Crane, posant la main à plat sur la table de cuisine, y planta le couteau d’un geste sec. La lame brisa de petits os avant de s’enfoncer dans le bois. Vale recula ; ses paupières battaient.

Son compagnon tressaillit. Sourit. Resserrant sa prise sur le manche, il retira brusquement le couteau de la plaie. Une goutte de sang apparut. Une seule. Il l’effaça de sa serviette.

Sa peau était rose et lisse.

« Seigneur, murmura Vale.

— Mes excuses pour avoir abîmé la table, dit Crane. Mais vous voyez ce que je veux dire. »

XVIII

Extrait du journal de Guilford Law

Désolé d’écrire aussi mal. Le feu a beau nous réchauffer, il ne donne guère de lumière. Je pense à toi, Caroline, je t’imagine lisant ces lignes, et je puise dans cette image un certain réconfort. Où que tu sois, j’espère qu’il y fait chaud.
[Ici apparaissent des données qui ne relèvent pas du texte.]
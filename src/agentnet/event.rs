//! Progress events streamed to the client during workflow execution.
//!
//! Events are serialized with an `event` tag so every SSE payload is
//! self-describing, e.g. `{"event":"phase_start","name":"Task Analysis"}`.

use serde::{Deserialize, Serialize};

/// One unit of streamed progress information.
///
/// Within each phase the ordering is fixed: `PhaseStart`, then one
/// `AgentResult` per agent in slot order, then exactly one `PhaseComplete`.
/// A stream is terminated by `End` on success or by `Error` (without a
/// trailing `End`) when the workflow aborts.
#[derive(Debug, Clone, PartialEq, Eq, Serialize, Deserialize)]
#[serde(tag = "event", rename_all = "snake_case")]
pub enum WorkflowEvent {
    PhaseStart {
        name: String,
    },
    AgentResult {
        phase_name: String,
        id: String,
        role: String,
        status: String,
        output: String,
    },
    PhaseComplete {
        name: String,
    },
    FinalOutput {
        output: String,
    },
    End,
    Error {
        message: String,
    },
}

#[cfg(test)]
mod tests {
    use super::*;

    #[test]
    fn phase_start_wire_shape() {
        let event = WorkflowEvent::PhaseStart {
            name: "Task Analysis".to_string(),
        };
        assert_eq!(
            serde_json::to_string(&event).unwrap(),
            r#"{"event":"phase_start","name":"Task Analysis"}"#
        );
    }

    #[test]
    fn end_is_a_bare_sentinel() {
        assert_eq!(
            serde_json::to_string(&WorkflowEvent::End).unwrap(),
            r#"{"event":"end"}"#
        );
    }

    #[test]
    fn agent_result_round_trips() {
        let event = WorkflowEvent::AgentResult {
            phase_name: "Execution".to_string(),
            id: "agent2".to_string(),
            role: "researcher".to_string(),
            status: "executed".to_string(),
            output: "done".to_string(),
        };

        let json = serde_json::to_string(&event).unwrap();
        assert!(json.contains(r#""event":"agent_result""#));

        let back: WorkflowEvent = serde_json::from_str(&json).unwrap();
        assert_eq!(back, event);
    }
}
Il fait relativement chaud là où nous sommes, du moins selon nos nouveaux critères – trop chaud, peut-être. D’une chaleur qui n’a rien de naturel. Je vais t’expliquer.

Nos sommes partis ce matin pour notre exploration boiteuse au cœur des ruines, Tom Compton, le professeur Sullivan et moi. Sans doute offrions-nous un spectacle comique (il semblerait en tout cas que telle ait été l’opinion de Diggs), emmitouflés de fourrures de serpent, aussi blancs que des aigrettes de pissenlit, deux d’entre nous traînant la jambe (pas la même), nos quatre jours de provisions attachés sur une luge tirée par un serpent grommelant. La « chasse au dahu », voilà comment Diggs a appelé notre expédition.

Quoi qu’il en soit, nous n’avons pas prêté attention à ses plaisanteries, et bientôt, à la suite de notre bête, nous nous sommes enfoncés au cœur des ruines, dans le silence oppressant de la cité. Je ne puis transmettre l’étrangeté de ce lieu hanté, avec ses constructions cubiques uniformément disposées sur une si vaste étendue. Alors que nous progressions vers le sud-ouest sous un ciel sans nuage, la luge faisait crisser la neige luisante. Toutefois, le soleil hivernal restant bas sur l’horizon, nous marchions le plus souvent à l’ombre, le long des larges avenues plongées dans une froide mélancolie.